Jeremy W. Peters and Jonathan Weisman neatly captured the chasm between the two parties in their New York Times account, which observed, “in many ways, the two parties seemed to be working in parallel universes.”

But as is often the case with The Times, news that matters to readers was buried or rendered bloodlessly, as Peters and Weisman did here in summarizing the health care aspects of the Ryan plan. They wrote:

It would repeal the health care overhaul of 2009, eliminate the subsidized insurance exchanges and Medicaid expansion that make up the core of the law, and turn Medicare into a system of private insurance plans financed by federal vouchers.

While balanced and accurate, the last point is hardly rendered in a way that conveys what the change to vouchers (or “premium support,” as Ryan prefers) would mean. The shift in who pays would put health care out of the reach of older Americans who are not wealthy enough to pay for what the insurance would not cover.

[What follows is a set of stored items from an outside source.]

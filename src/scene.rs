use serde::{Deserialize, Serialize};

/// Immutable description of the objects to export.
///
/// A snapshot is collected by the host integration layer (for example a
/// Blender export operator) before the exporter is invoked. The exporter
/// only ever borrows it read-only for the duration of one call.
#[derive(Debug, Clone, PartialEq, Serialize, Deserialize)]
pub struct SceneSnapshot {
    /// Objects in export order.
    pub objects: Vec<ObjectRef>,
    /// Whether the snapshot was collected from the host's selection only.
    pub selected_only: bool,
}

impl SceneSnapshot {
    /// Snapshot over all exportable objects of a scene.
    pub fn new(objects: Vec<ObjectRef>) -> Self {
        Self {
            objects,
            selected_only: false,
        }
    }

    /// Snapshot collected from the host's current selection.
    pub fn from_selection(objects: Vec<ObjectRef>) -> Self {
        Self {
            objects,
            selected_only: true,
        }
    }
}

/// One exportable object: a name, its mesh, and an optional skeleton.
///
/// The skeleton is only present when the host collected bone data; it is
/// ignored entirely by the static writer variant.
#[derive(Debug, Clone, PartialEq, Serialize, Deserialize)]
pub struct ObjectRef {
    pub name: String,
    pub mesh: MeshData,
    pub skeleton: Option<SkeletonData>,
}

/// Triangulated mesh geometry for a single object.
#[derive(Debug, Clone, Default, PartialEq, Serialize, Deserialize)]
pub struct MeshData {
    pub vertices: Vec<Vertex>,
    /// Triangle indices into `vertices`.
    pub faces: Vec<[u16; 3]>,
    /// Contiguous index ranges sharing one texture.
    pub ranges: Vec<MeshRange>,
}

/// Vertex data for mesh geometry.
#[derive(Debug, Clone, PartialEq, Serialize, Deserialize)]
pub struct Vertex {
    pub position: [f32; 3],
    pub normal: [f32; 3],
    pub uv: [f32; 2],
    /// Skinning data, required only for dynamic (boned) export.
    pub weights: Option<VertexWeights>,
}

/// Per-vertex skinning: up to four bone influences.
#[derive(Debug, Clone, PartialEq, Serialize, Deserialize)]
pub struct VertexWeights {
    /// Indices into the owning object's bone list.
    pub bones: [u8; 4],
    pub weights: [f32; 4],
}

/// A run of triangle indices rendered with one texture.
#[derive(Debug, Clone, PartialEq, Serialize, Deserialize)]
pub struct MeshRange {
    /// First index of the range.
    pub offset: u32,
    /// Number of indices in the range.
    pub count: u32,
    /// Texture name resolved by the engine at load time.
    pub texture: String,
}

/// Bone hierarchy for a skinned object.
#[derive(Debug, Clone, PartialEq, Serialize, Deserialize)]
pub struct SkeletonData {
    pub bones: Vec<Bone>,
}

/// A single bone in rest pose.
#[derive(Debug, Clone, PartialEq, Serialize, Deserialize)]
pub struct Bone {
    pub name: String,
    /// Index of the parent bone, `None` for the root.
    pub parent: Option<u8>,
    /// Column-major 4x4 rest-pose transform.
    pub rest_transform: [f32; 16],
}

And it would have been better to move up this important point about dueling views on budgets:

Neither party’s budget will become law. They are merely statements of policy priorities. But they will form the basis for any negotiations to reach what lawmakers hope will be a broader compromise on fiscal and economic issues that will end the cycle of passing stopgap budgets.

The Los Angeles Times‘s report by Lisa Mascaro and Michael A. Memoli, who wrote from Washington, seems naïve:

Republicans revived plans to overhaul Medicare, slash the social safety net for the poor and bolster defense–all while lowering corporate and individual tax rates to no more than 25%.

The Ryan blueprint promises to achieve the party’s ambitious goal of balancing spending and revenue in 10 years, a once-unimaginable accomplishment.

“Overhaul” is an excellent word, more neutral than “reform,” which is how Ryan describes his plan. But in this case “overhaul” fails to capture the essence of Ryan’s Medicare plan, which is to end Medicare as a universal healthcare plan for older and disabled Americans and replace it with fixed payment. Those details do get mentioned in the LAT piece–in the closing paragraphs.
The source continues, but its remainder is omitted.